What needs to be done: Sort through the entries below and pull out lines containing the word "generated".
BEGIN Materials provided
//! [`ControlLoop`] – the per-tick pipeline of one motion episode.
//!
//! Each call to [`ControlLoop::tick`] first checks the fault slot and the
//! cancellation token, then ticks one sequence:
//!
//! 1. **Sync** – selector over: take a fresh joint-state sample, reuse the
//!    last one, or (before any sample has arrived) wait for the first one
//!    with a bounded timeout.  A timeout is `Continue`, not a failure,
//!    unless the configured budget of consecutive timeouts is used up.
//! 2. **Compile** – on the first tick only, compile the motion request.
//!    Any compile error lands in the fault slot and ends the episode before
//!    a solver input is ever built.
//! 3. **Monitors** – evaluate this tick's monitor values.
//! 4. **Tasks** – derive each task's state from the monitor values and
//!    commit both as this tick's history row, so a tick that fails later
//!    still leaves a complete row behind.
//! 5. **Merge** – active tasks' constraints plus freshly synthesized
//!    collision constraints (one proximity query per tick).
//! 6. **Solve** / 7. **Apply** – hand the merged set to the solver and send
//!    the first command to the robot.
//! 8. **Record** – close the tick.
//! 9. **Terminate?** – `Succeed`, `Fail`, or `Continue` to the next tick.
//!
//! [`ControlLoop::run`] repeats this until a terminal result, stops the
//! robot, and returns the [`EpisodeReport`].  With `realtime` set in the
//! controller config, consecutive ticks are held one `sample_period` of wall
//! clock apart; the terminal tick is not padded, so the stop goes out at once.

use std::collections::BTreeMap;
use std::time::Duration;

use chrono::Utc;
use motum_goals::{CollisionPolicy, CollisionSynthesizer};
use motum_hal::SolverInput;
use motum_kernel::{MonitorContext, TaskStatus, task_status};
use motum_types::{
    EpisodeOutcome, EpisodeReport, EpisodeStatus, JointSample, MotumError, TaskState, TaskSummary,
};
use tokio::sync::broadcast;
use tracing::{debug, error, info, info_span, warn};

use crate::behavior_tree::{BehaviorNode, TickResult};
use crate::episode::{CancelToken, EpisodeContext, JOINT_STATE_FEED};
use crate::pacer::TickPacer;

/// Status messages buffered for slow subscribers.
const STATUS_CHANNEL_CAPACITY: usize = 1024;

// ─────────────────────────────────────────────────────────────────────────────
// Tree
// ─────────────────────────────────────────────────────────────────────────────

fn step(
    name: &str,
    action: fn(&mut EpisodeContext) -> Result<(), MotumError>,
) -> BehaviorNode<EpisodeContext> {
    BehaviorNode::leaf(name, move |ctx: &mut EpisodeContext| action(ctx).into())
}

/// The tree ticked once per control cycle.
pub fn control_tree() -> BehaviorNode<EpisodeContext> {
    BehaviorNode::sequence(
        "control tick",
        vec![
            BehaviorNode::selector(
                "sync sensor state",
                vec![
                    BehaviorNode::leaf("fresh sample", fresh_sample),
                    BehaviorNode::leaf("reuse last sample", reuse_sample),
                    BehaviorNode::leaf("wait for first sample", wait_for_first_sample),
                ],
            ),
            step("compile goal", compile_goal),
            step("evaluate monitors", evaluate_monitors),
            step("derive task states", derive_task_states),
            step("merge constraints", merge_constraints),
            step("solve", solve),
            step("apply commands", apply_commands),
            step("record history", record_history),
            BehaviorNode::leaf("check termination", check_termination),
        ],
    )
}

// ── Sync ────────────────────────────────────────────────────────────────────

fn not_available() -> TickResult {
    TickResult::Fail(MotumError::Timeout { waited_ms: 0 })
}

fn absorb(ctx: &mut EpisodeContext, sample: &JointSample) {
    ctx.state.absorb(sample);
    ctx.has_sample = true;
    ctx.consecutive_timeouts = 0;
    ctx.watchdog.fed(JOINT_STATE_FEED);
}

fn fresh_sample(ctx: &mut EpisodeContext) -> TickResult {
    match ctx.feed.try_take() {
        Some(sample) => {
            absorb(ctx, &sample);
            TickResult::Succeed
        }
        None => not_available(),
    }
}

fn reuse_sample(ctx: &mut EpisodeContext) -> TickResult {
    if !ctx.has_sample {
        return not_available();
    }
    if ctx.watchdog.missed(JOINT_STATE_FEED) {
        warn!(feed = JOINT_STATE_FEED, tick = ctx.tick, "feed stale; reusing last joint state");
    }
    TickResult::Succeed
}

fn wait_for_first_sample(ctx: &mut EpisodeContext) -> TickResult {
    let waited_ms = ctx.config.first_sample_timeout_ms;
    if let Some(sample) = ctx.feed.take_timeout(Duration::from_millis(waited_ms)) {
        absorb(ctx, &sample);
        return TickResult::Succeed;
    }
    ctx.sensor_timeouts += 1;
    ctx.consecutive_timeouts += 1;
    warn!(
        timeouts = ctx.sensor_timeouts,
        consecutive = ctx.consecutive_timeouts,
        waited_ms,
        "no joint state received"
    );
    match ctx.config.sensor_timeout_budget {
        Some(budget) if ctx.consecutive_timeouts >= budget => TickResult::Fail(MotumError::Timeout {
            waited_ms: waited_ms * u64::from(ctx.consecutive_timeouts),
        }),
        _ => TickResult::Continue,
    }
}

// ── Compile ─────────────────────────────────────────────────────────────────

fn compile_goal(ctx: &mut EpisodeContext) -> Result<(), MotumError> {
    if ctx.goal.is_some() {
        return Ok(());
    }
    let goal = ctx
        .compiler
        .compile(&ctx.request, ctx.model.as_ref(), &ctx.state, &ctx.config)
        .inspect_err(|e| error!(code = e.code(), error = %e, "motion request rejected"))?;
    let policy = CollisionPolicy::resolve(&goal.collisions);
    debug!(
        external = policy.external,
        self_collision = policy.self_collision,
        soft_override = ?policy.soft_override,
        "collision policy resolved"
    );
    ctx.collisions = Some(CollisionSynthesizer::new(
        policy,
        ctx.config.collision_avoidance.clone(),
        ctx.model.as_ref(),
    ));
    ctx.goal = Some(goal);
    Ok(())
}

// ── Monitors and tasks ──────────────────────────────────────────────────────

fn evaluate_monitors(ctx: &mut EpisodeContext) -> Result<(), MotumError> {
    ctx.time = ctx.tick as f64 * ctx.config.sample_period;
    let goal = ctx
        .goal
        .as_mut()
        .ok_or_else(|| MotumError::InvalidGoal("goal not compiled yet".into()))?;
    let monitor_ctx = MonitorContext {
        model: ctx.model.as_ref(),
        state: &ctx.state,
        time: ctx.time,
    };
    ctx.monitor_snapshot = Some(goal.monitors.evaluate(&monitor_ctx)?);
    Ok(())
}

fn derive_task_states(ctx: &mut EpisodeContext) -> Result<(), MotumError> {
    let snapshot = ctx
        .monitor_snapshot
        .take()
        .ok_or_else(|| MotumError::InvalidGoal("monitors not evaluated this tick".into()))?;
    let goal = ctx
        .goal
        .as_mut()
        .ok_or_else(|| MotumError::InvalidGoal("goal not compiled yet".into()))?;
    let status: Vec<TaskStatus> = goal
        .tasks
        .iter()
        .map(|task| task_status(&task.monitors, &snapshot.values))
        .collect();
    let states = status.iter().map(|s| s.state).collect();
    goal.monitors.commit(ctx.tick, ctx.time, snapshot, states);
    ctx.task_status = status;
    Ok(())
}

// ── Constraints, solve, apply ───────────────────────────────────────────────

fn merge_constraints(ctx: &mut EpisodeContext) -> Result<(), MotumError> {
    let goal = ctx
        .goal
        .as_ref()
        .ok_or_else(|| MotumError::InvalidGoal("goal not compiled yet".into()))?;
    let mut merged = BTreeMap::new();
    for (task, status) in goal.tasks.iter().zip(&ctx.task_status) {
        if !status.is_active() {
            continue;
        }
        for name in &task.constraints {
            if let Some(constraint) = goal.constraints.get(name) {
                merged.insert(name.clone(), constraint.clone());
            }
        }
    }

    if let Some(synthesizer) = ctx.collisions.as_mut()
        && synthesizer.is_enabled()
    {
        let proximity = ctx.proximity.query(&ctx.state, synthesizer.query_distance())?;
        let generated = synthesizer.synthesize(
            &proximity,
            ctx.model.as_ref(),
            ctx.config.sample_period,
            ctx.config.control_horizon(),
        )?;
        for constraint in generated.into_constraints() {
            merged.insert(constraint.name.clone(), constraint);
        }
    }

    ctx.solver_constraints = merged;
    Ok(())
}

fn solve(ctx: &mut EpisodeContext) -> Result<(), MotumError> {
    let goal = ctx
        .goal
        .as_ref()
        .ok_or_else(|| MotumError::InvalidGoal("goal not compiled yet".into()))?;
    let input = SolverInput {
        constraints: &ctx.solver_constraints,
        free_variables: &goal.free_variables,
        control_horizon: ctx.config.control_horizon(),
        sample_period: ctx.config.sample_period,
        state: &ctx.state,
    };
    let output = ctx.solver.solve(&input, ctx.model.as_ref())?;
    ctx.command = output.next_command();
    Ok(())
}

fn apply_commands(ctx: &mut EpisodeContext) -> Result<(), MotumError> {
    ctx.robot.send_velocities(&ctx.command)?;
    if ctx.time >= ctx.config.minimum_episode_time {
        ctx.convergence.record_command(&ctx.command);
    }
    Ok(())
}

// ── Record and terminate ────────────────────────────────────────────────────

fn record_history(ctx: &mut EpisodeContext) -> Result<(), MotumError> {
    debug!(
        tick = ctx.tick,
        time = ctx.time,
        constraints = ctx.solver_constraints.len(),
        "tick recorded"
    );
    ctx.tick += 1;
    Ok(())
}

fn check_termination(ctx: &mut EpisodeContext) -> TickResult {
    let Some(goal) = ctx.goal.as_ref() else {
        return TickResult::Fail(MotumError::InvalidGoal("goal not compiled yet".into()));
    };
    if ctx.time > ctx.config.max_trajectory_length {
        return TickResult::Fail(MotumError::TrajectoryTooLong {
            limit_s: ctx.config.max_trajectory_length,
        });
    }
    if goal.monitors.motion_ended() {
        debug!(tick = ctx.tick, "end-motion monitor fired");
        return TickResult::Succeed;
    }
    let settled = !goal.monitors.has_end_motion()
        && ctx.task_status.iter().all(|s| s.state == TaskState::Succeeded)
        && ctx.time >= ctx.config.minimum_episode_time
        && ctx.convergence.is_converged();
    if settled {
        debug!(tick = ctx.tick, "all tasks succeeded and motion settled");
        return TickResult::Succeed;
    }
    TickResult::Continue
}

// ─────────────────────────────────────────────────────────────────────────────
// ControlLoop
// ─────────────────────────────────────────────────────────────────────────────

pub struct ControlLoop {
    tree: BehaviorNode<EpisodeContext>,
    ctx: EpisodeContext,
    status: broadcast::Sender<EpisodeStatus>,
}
END Materials provided
Answer space:
        let generated = synthesizer.synthesize(
        for constraint in generated.into_constraints() {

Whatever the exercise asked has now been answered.